### Brief
Filter these records by the string "PathTraversal", copying each line that holds it.

(Stored items)
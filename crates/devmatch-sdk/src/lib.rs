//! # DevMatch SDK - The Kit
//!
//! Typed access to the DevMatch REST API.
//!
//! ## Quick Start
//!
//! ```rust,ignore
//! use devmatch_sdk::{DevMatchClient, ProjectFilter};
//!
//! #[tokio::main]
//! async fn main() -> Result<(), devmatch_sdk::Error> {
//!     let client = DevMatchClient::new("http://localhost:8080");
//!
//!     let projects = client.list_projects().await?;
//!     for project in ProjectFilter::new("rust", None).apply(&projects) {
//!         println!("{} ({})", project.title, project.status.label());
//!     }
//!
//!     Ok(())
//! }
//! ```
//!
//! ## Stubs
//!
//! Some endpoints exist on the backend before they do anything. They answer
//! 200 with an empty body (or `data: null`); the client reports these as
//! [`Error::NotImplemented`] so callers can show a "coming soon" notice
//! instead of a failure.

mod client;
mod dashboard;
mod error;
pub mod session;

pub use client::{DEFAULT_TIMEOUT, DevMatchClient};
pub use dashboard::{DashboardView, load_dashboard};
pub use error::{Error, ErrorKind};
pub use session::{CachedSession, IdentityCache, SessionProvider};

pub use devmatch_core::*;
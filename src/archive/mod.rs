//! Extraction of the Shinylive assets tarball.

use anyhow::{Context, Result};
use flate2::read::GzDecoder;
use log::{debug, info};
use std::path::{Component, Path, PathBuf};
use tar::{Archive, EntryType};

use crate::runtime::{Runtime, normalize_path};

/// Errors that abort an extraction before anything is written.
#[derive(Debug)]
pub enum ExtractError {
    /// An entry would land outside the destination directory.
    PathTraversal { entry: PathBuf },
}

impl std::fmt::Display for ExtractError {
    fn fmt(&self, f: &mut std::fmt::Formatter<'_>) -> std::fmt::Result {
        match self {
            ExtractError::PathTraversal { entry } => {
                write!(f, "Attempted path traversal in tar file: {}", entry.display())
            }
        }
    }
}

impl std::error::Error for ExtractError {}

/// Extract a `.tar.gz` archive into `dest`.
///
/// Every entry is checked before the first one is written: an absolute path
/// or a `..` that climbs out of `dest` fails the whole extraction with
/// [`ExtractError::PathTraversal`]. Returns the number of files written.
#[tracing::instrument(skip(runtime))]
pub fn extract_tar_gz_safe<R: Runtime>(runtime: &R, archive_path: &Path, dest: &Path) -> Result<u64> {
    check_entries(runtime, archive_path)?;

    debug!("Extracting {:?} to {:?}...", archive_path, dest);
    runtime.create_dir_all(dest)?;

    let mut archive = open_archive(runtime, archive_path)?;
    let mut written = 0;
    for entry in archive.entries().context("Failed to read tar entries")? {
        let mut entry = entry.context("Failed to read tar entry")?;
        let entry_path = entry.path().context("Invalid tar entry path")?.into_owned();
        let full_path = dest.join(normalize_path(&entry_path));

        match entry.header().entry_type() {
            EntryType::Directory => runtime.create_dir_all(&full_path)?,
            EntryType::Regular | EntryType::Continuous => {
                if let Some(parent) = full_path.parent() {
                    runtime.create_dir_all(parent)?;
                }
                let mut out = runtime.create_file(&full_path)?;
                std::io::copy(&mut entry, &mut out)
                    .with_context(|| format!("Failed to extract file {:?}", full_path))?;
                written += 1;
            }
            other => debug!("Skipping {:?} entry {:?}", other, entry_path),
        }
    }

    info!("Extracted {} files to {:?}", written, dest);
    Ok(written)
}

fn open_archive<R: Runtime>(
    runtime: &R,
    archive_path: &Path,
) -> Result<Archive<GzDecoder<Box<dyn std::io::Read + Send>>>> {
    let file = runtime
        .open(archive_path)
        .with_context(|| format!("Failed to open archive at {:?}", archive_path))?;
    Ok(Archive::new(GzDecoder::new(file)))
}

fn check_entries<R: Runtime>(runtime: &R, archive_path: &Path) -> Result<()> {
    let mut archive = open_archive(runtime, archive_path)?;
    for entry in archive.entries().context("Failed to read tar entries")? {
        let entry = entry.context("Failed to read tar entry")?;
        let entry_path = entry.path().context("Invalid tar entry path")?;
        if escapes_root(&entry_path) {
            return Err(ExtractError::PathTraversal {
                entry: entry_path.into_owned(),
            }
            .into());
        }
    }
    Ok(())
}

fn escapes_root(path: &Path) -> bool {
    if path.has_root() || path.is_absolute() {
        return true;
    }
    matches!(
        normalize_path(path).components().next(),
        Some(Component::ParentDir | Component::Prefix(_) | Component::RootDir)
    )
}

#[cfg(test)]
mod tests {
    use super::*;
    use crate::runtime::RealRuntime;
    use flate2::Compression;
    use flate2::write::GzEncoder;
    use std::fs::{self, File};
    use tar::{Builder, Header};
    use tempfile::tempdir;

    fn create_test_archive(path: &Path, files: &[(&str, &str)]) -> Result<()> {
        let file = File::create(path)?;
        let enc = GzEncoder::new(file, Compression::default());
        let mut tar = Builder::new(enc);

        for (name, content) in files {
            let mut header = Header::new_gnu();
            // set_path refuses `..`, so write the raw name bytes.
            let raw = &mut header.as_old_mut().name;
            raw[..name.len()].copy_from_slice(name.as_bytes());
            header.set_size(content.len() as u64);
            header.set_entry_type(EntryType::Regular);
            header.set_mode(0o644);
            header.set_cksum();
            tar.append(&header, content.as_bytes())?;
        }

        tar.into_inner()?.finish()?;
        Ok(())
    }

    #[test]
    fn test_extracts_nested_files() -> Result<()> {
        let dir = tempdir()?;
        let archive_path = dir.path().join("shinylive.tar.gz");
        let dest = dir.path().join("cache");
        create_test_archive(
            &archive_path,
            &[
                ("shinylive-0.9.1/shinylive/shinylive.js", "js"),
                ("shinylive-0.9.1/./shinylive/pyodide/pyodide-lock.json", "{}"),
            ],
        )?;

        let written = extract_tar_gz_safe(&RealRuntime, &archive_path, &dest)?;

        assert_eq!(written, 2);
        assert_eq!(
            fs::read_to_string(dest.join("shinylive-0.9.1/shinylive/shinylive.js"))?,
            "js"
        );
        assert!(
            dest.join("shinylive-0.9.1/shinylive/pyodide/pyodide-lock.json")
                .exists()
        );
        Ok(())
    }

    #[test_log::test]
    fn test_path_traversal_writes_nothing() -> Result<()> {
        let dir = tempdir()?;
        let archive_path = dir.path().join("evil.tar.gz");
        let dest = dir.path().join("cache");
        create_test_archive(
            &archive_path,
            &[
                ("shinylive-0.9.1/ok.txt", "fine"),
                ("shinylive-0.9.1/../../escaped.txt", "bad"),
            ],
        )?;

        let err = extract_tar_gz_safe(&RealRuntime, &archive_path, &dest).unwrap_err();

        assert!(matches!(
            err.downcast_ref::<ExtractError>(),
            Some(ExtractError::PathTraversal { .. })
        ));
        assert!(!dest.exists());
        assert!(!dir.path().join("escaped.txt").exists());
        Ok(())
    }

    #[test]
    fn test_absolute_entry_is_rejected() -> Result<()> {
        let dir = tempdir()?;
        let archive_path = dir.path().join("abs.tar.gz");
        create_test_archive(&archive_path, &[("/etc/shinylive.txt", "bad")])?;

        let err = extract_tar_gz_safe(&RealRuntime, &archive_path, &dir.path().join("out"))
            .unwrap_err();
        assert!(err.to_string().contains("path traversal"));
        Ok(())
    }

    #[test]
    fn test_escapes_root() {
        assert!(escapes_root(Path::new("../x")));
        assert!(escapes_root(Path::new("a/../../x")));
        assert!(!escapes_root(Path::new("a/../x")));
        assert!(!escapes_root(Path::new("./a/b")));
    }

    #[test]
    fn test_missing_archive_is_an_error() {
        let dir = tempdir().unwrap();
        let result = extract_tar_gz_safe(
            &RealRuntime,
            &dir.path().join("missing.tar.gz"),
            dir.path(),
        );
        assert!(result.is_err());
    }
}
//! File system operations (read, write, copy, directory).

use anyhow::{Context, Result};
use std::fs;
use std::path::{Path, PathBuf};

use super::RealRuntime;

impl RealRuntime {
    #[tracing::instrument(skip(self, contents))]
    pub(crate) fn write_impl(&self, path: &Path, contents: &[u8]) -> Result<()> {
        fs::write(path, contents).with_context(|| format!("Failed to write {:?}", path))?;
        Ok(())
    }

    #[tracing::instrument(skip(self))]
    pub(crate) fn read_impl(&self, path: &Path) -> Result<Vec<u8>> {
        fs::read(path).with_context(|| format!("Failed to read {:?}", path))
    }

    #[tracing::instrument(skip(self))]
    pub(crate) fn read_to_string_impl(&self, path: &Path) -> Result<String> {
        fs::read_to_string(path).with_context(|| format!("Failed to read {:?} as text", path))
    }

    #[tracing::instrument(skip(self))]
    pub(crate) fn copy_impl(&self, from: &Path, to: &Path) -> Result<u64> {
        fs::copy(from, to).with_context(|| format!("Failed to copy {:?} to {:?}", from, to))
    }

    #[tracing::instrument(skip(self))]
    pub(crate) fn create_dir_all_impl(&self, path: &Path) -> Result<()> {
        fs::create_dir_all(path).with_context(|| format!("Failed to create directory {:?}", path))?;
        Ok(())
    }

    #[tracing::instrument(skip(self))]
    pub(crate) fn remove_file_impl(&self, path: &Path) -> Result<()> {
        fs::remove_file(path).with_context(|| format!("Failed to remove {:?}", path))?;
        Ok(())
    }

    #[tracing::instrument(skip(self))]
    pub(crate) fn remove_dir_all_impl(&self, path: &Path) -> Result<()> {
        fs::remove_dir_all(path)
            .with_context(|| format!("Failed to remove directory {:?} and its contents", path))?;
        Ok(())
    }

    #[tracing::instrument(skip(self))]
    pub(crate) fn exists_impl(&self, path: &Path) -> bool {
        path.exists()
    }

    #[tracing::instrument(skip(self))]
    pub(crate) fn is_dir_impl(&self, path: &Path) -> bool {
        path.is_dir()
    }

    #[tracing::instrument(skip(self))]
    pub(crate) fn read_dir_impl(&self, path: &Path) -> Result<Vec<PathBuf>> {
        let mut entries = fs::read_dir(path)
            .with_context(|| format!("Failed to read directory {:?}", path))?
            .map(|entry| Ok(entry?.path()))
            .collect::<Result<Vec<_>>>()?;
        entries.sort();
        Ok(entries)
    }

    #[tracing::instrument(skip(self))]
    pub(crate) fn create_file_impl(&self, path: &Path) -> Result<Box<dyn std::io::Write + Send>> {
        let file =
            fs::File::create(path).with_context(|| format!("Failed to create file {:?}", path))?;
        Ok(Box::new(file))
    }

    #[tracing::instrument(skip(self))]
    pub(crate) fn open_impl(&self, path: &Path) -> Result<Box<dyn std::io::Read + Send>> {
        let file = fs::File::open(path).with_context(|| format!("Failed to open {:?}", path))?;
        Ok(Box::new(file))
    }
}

### Your solution
    PathTraversal { entry: PathBuf },
            ExtractError::PathTraversal { entry } => {
/// [`ExtractError::PathTraversal`]. Returns the number of files written.
            return Err(ExtractError::PathTraversal {
            Some(ExtractError::PathTraversal { .. })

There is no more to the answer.